Apesar do alinhamento a Jair Bolsonaro (sem partido) na pauta de costumes, aliados do presidente com mandato na Assembleia Legislativa de São Paulo apresentaram em 2019 uma série de projetos de lei que contrariam os preceitos liberais.

Levantamento da reportagem com base nas propostas protocoladas por deputados estaduais do PSL -partido ao qual Bolsonaro estava filiado até novembro- mostra que a bancada frequentemente destoa das bandeiras defendidas pelo ministro da Economia, Paulo Guedes.

Entre os textos, há iniciativas que criam mais despesas para o governo do estado, pressupõem interferência estatal na iniciativa privada, têm viés assistencialista ou estabelecem privilégios para determinados grupos e categorias profissionais.

A bancada paulista do PSL tem 15 parlamentares e é a maior da Casa. A maior parte deles tem o plano de migrar para a nova legenda que Bolsonaro está fundando, a Aliança pelo Brasil.

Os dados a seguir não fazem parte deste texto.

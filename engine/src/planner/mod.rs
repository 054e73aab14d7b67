//! Planning
//!
//! Turns a prompt into a validated [`Plan`]: either deterministically
//! ([`rules`]) or via an LLM provider whose output is re-validated through
//! the security gate ([`llm`]). The [`PlanSelector`] drives the configured
//! mode and the LLM → rules fallback chain.

pub mod llm;
pub mod rules;
pub mod security;

pub use llm::LlmPlanner;

use crate::config::PlannerMode;
use crate::llm::LlmProvider;
use sdk::types::ToolId;
use serde::{Deserialize, Serialize};
use std::fmt;
use std::sync::Arc;
use tracing::info;

/// Template placeholder referencing the top search result's URL.
pub const SEARCH_RESULT_0_URL: &str = "{{search_result_0_url}}";

/// Template placeholder referencing the previous step's text output.
pub const PREVIOUS_TEXT: &str = "{{previous_text}}";

/// Which path produced a plan.
#[derive(Debug, Clone, Copy, PartialEq, Eq, Serialize, Deserialize)]
#[serde(rename_all = "snake_case")]
pub enum PlanMode {
    /// Rule-based planner
    Rules,

    /// Validated LLM plan
    Llm,

    /// Rule-based plan produced after an LLM planning failure
    LlmFallback,
}

impl fmt::Display for PlanMode {
    fn fmt(&self, f: &mut fmt::Formatter<'_>) -> fmt::Result {
        match self {
            PlanMode::Rules => write!(f, "rules"),
            PlanMode::Llm => write!(f, "llm"),
            PlanMode::LlmFallback => write!(f, "llm_fallback"),
        }
    }
}

/// A single step in an execution plan.
///
/// Input values may contain deferred template placeholders that the executor
/// resolves from earlier step outputs.
#[derive(Debug, Clone, Serialize, Deserialize)]
pub struct PlanStep {
    pub tool: ToolId,
    pub input: serde_json::Map<String, serde_json::Value>,
    pub description: String,
}

/// Validated execution plan for one job.
///
/// Ephemeral: created once per invocation and handed to the executor; only
/// [`PlanMetadata`] and the flattened step list reach the audit sink.
#[derive(Debug, Clone, Serialize, Deserialize)]
pub struct Plan {
    pub steps: Vec<PlanStep>,

    /// Brief explanation of why this plan was chosen
    pub reasoning: String,

    pub mode: PlanMode,

    /// Error from the LLM planner if this plan is a fallback
    #[serde(skip_serializing_if = "Option::is_none")]
    pub llm_error: Option<String>,
}

/// Metadata about the planning process.
///
/// Safe to persist and log: never contains secrets or raw LLM text.
#[derive(Debug, Clone, Serialize, Deserialize)]
pub struct PlanMetadata {
    pub mode: PlanMode,
    pub step_count: usize,

    #[serde(skip_serializing_if = "Option::is_none")]
    pub fallback_reason: Option<String>,

    #[serde(skip_serializing_if = "Option::is_none")]
    pub error: Option<String>,
}

/// Structured fallback signal from the LLM planner.
///
/// `reason` is a safe classification of what went wrong; `error` is an
/// optional diagnostic, also scrubbed of raw LLM text.
#[derive(Debug, Clone)]
pub struct PlanFallback {
    pub reason: String,
    pub error: Option<String>,
}

/// Orchestrates the LLM → rules fallback chain based on the configured mode.
pub struct PlanSelector {
    mode: PlannerMode,
    llm_planner: Option<LlmPlanner>,
}

impl PlanSelector {
    /// Selector that always uses the rule-based planner.
    pub fn rules() -> Self {
        Self {
            mode: PlannerMode::Rules,
            llm_planner: None,
        }
    }

    /// Selector that tries the LLM planner first, falling back to rules.
    pub fn llm(provider: Arc<dyn LlmProvider>) -> Self {
        Self {
            mode: PlannerMode::Llm,
            llm_planner: Some(LlmPlanner::new(provider)),
        }
    }

    /// Build from the configured mode and an optional provider handle.
    ///
    /// LLM mode without a provider is valid configuration: every plan then
    /// takes the fallback path with a "not configured" reason.
    pub fn from_mode(mode: PlannerMode, provider: Option<Arc<dyn LlmProvider>>) -> Self {
        match (mode, provider) {
            (PlannerMode::Llm, Some(provider)) => Self::llm(provider),
            (mode, _) => Self {
                mode,
                llm_planner: None,
            },
        }
    }

    /// Create an execution plan for the given prompt.
    ///
    /// Never fails: LLM planning failures are absorbed into the fallback
    /// chain and surface only through the returned metadata.
    pub async fn create_plan(
        &self,
        prompt: &str,
        allowed_tools: &[ToolId],
        max_steps: usize,
    ) -> (Plan, PlanMetadata) {
        if self.mode == PlannerMode::Llm {
            let fallback = match &self.llm_planner {
                Some(planner) => match planner.plan(prompt, allowed_tools, max_steps).await {
                    Ok(plan) => {
                        let metadata = PlanMetadata {
                            mode: PlanMode::Llm,
                            step_count: plan.steps.len(),
                            fallback_reason: None,
                            error: None,
                        };
                        info!(steps = plan.steps.len(), "planner_llm_success");
                        return (plan, metadata);
                    }
                    Err(fallback) => fallback,
                },
                None => PlanFallback {
                    reason: "LLM planner not configured".to_string(),
                    error: None,
                },
            };

            info!(reason = %fallback.reason, "planner_llm_fallback");

            let mut plan = rules::create_plan(prompt, allowed_tools, max_steps);
            plan.mode = PlanMode::LlmFallback;
            plan.llm_error = fallback.error.clone();

            let metadata = PlanMetadata {
                mode: PlanMode::LlmFallback,
                step_count: plan.steps.len(),
                fallback_reason: Some(fallback.reason),
                error: fallback.error,
            };
            return (plan, metadata);
        }

        let plan = rules::create_plan(prompt, allowed_tools, max_steps);
        let metadata = PlanMetadata {
            mode: PlanMode::Rules,
            step_count: plan.steps.len(),
            fallback_reason: None,
            error: None,
        };
        info!(steps = plan.steps.len(), "planner_rules");
        (plan, metadata)
    }
}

A lista de projetos na Assembleia que se chocam com a pauta liberal de Guedes é extensa. Inclui, por exemplo, a proposta do deputado Rodrigo Gambale que obriga os estabelecimentos comerciais de beira de rodovia a oferecer banheiros públicos.

O mesmo parlamentar é autor de um projeto para proibir comércios de negarem o uso do banheiro para quaisquer pessoas em todo o território paulista.

Gambale afirma não ver "tamanho prejuízo em que o Estado esteja interferindo nas empresas" com as propostas sobre o banheiro. "Não entendo como a utilização do banheiro causaria mal ao estabelecimento comercial."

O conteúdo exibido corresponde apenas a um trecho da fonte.